Carry over every entry exactly as it appears in the records.

[Dataset items]
= = = =

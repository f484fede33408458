//! Display configuration consumed by the sampler on every tick.

use crate::{BarColors, MetricSlot};

/// Lowest accepted throughput ceiling in MB/s.
pub const MIN_MAX_THROUGHPUT_MB_S: u32 = 5;

/// Highest accepted throughput ceiling in MB/s.
pub const MAX_MAX_THROUGHPUT_MB_S: u32 = 995;

/// Granularity of the throughput ceiling in MB/s.
pub const THROUGHPUT_STEP_MB_S: u32 = 5;

/// Granularity (and minimum) of the sampling period in milliseconds.
pub const PERIOD_STEP_MS: u64 = 50;

/// Maximum number of characters kept from a device label.
pub const MAX_LABEL_CHARS: usize = 15;

/// Which statistic drives the bars.
#[derive(Debug, Clone, Copy, PartialEq, Eq, Hash, Default)]
#[cfg_attr(feature = "serde", derive(serde::Serialize, serde::Deserialize))]
#[cfg_attr(feature = "serde", serde(rename_all = "snake_case"))]
pub enum MetricMode {
    /// Megabytes transferred per second, relative to a configured ceiling.
    #[default]
    Throughput,
    /// Percentage of the interval the device spent busy.
    BusyTime,
}

impl MetricMode {
    /// Returns the display label for this mode.
    pub fn label(&self) -> &'static str {
        match self {
            MetricMode::Throughput => "I/O transfer",
            MetricMode::BusyTime => "Busy time",
        }
    }
}

/// Order of the read and write bars when they are not combined.
#[derive(Debug, Clone, Copy, PartialEq, Eq, Hash, Default)]
#[cfg_attr(feature = "serde", derive(serde::Serialize, serde::Deserialize))]
#[cfg_attr(feature = "serde", serde(rename_all = "snake_case"))]
pub enum BarOrder {
    #[default]
    ReadWrite,
    WriteRead,
}

/// User-facing display settings.
///
/// The sampler reads this fresh on every call; nothing here is cached
/// between ticks. Only `metric_mode` and `max_throughput_mb_s` influence
/// the computed fractions, the rest is layout for the presentation side.
#[derive(Debug, Clone, PartialEq)]
#[cfg_attr(feature = "serde", derive(serde::Serialize, serde::Deserialize))]
pub struct DisplayConfig {
    pub metric_mode: MetricMode,
    pub combine_read_write: bool,
    /// Normalization ceiling for throughput mode, in MB/s.
    pub max_throughput_mb_s: u32,
    pub device_label: String,
    pub show_label: bool,
    pub bar_order: BarOrder,
    pub colors: BarColors,
}

impl Default for DisplayConfig {
    fn default() -> Self {
        Self {
            metric_mode: MetricMode::Throughput,
            combine_read_write: true,
            max_throughput_mb_s: 40,
            device_label: "sda".to_string(),
            show_label: true,
            bar_order: BarOrder::ReadWrite,
            colors: BarColors::default(),
        }
    }
}

impl DisplayConfig {
    /// Set the metric mode.
    pub fn mode(mut self, mode: MetricMode) -> Self {
        self.metric_mode = mode;
        self
    }

    /// Combine read and write into a single bar, or split them.
    pub fn combined(mut self, combined: bool) -> Self {
        self.combine_read_write = combined;
        self
    }

    /// Set the throughput ceiling, normalized to the accepted grid.
    pub fn max_throughput(mut self, mb_s: u32) -> Self {
        self.max_throughput_mb_s = normalize_max_throughput(i64::from(mb_s));
        self
    }

    /// Set the device label, truncated to [`MAX_LABEL_CHARS`].
    pub fn label(mut self, label: &str) -> Self {
        self.device_label = truncate_label(label);
        self
    }

    /// Set the bar order.
    pub fn order(mut self, order: BarOrder) -> Self {
        self.bar_order = order;
        self
    }

    /// The configuration as it applies to a source with the given
    /// busy-time capability.
    ///
    /// Busy time cannot be shown per direction when the source only reports
    /// a combined figure, so busy-time mode is forced onto a single bar.
    pub fn effective(&self, separate_busy: bool) -> DisplayConfig {
        let mut config = self.clone();
        if config.metric_mode == MetricMode::BusyTime && !separate_busy {
            config.combine_read_write = true;
        }
        config
    }

    /// The bar slots a presentation should show, in layout order.
    pub fn visible_slots(&self) -> Vec<MetricSlot> {
        if self.combine_read_write {
            return vec![MetricSlot::Combined];
        }
        match self.bar_order {
            BarOrder::ReadWrite => vec![MetricSlot::Read, MetricSlot::Write],
            BarOrder::WriteRead => vec![MetricSlot::Write, MetricSlot::Read],
        }
    }
}

/// Round a throughput ceiling to the nearest multiple of 5 MB/s within
/// `[5, 995]`.
pub fn normalize_max_throughput(mb_s: i64) -> u32 {
    let step = i64::from(THROUGHPUT_STEP_MB_S);
    let rounded = mb_s.max(0).saturating_add(step / 2) / step * step;
    rounded.clamp(
        i64::from(MIN_MAX_THROUGHPUT_MB_S),
        i64::from(MAX_MAX_THROUGHPUT_MB_S),
    ) as u32
}

/// Round a sampling period to the nearest multiple of 50 ms, never below 50.
pub fn normalize_period_ms(period_ms: u64) -> u64 {
    let rounded = period_ms.saturating_add(PERIOD_STEP_MS / 2) / PERIOD_STEP_MS * PERIOD_STEP_MS;
    rounded.max(PERIOD_STEP_MS)
}

/// Keep at most [`MAX_LABEL_CHARS`] characters of a label.
pub fn truncate_label(label: &str) -> String {
    label.chars().take(MAX_LABEL_CHARS).collect()
}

= = = =

Answer to this task -
repository f484fede33408458
//! Display configuration consumed by the sampler on every tick.

use crate::{BarColors, MetricSlot};

/// Lowest accepted throughput ceiling in MB/s.
pub const MIN_MAX_THROUGHPUT_MB_S: u32 = 5;

/// Highest accepted throughput ceiling in MB/s.
pub const MAX_MAX_THROUGHPUT_MB_S: u32 = 995;

/// Granularity of the throughput ceiling in MB/s.
pub const THROUGHPUT_STEP_MB_S: u32 = 5;

/// Granularity (and minimum) of the sampling period in milliseconds.
pub const PERIOD_STEP_MS: u64 = 50;

/// Maximum number of characters kept from a device label.
pub const MAX_LABEL_CHARS: usize = 15;

/// Which statistic drives the bars.
#[derive(Debug, Clone, Copy, PartialEq, Eq, Hash, Default)]
#[cfg_attr(feature = "serde", derive(serde::Serialize, serde::Deserialize))]
#[cfg_attr(feature = "serde", serde(rename_all = "snake_case"))]
pub enum MetricMode {
    /// Megabytes transferred per second, relative to a configured ceiling.
    #[default]
    Throughput,
    /// Percentage of the interval the device spent busy.
    BusyTime,
}

impl MetricMode {
    /// Returns the display label for this mode.
    pub fn label(&self) -> &'static str {
        match self {
            MetricMode::Throughput => "I/O transfer",
            MetricMode::BusyTime => "Busy time",
        }
    }
}

/// Order of the read and write bars when they are not combined.
#[derive(Debug, Clone, Copy, PartialEq, Eq, Hash, Default)]
#[cfg_attr(feature = "serde", derive(serde::Serialize, serde::Deserialize))]
#[cfg_attr(feature = "serde", serde(rename_all = "snake_case"))]
pub enum BarOrder {
    #[default]
    ReadWrite,
    WriteRead,
}

/// User-facing display settings.
///
/// The sampler reads this fresh on every call; nothing here is cached
/// between ticks. Only `metric_mode` and `max_throughput_mb_s` influence
/// the computed fractions, the rest is layout for the presentation side.
#[derive(Debug, Clone, PartialEq)]
#[cfg_attr(feature = "serde", derive(serde::Serialize, serde::Deserialize))]
pub struct DisplayConfig {
    pub metric_mode: MetricMode,
    pub combine_read_write: bool,
    /// Normalization ceiling for throughput mode, in MB/s.
    pub max_throughput_mb_s: u32,
    pub device_label: String,
    pub show_label: bool,
    pub bar_order: BarOrder,
    pub colors: BarColors,
}

impl Default for DisplayConfig {
    fn default() -> Self {
        Self {
            metric_mode: MetricMode::Throughput,
            combine_read_write: true,
            max_throughput_mb_s: 40,
            device_label: "sda".to_string(),
            show_label: true,
            bar_order: BarOrder::ReadWrite,
            colors: BarColors::default(),
        }
    }
}

impl DisplayConfig {
    /// Set the metric mode.
    pub fn mode(mut self, mode: MetricMode) -> Self {
        self.metric_mode = mode;
        self
    }

    /// Combine read and write into a single bar, or split them.
    pub fn combined(mut self, combined: bool) -> Self {
        self.combine_read_write = combined;
        self
    }

    /// Set the throughput ceiling, normalized to the accepted grid.
    pub fn max_throughput(mut self, mb_s: u32) -> Self {
        self.max_throughput_mb_s = normalize_max_throughput(i64::from(mb_s));
        self
    }

    /// Set the device label, truncated to [`MAX_LABEL_CHARS`].
    pub fn label(mut self, label: &str) -> Self {
        self.device_label = truncate_label(label);
        self
    }

    /// Set the bar order.
    pub fn order(mut self, order: BarOrder) -> Self {
        self.bar_order = order;
        self
    }

    /// The configuration as it applies to a source with the given
    /// busy-time capability.
    ///
    /// Busy time cannot be shown per direction when the source only reports
    /// a combined figure, so busy-time mode is forced onto a single bar.
    pub fn effective(&self, separate_busy: bool) -> DisplayConfig {
        let mut config = self.clone();
        if config.metric_mode == MetricMode::BusyTime && !separate_busy {
            config.combine_read_write = true;
        }
        config
    }

    /// The bar slots a presentation should show, in layout order.
    pub fn visible_slots(&self) -> Vec<MetricSlot> {
        if self.combine_read_write {
            return vec![MetricSlot::Combined];
        }
        match self.bar_order {
            BarOrder::ReadWrite => vec![MetricSlot::Read, MetricSlot::Write],
            BarOrder::WriteRead => vec![MetricSlot::Write, MetricSlot::Read],
        }
    }
}

/// Round a throughput ceiling to the nearest multiple of 5 MB/s within
/// `[5, 995]`.
pub fn normalize_max_throughput(mb_s: i64) -> u32 {
    let step = i64::from(THROUGHPUT_STEP_MB_S);
    let rounded = mb_s.max(0).saturating_add(step / 2) / step * step;
    rounded.clamp(
        i64::from(MIN_MAX_THROUGHPUT_MB_S),
        i64::from(MAX_MAX_THROUGHPUT_MB_S),
    ) as u32
}

/// Round a sampling period to the nearest multiple of 50 ms, never below 50.
pub fn normalize_period_ms(period_ms: u64) -> u64 {
    let rounded = period_ms.saturating_add(PERIOD_STEP_MS / 2) / PERIOD_STEP_MS * PERIOD_STEP_MS;
    rounded.max(PERIOD_STEP_MS)
}

/// Keep at most [`MAX_LABEL_CHARS`] characters of a label.
pub fn truncate_label(label: &str) -> String {
    label.chars().take(MAX_LABEL_CHARS).collect()
}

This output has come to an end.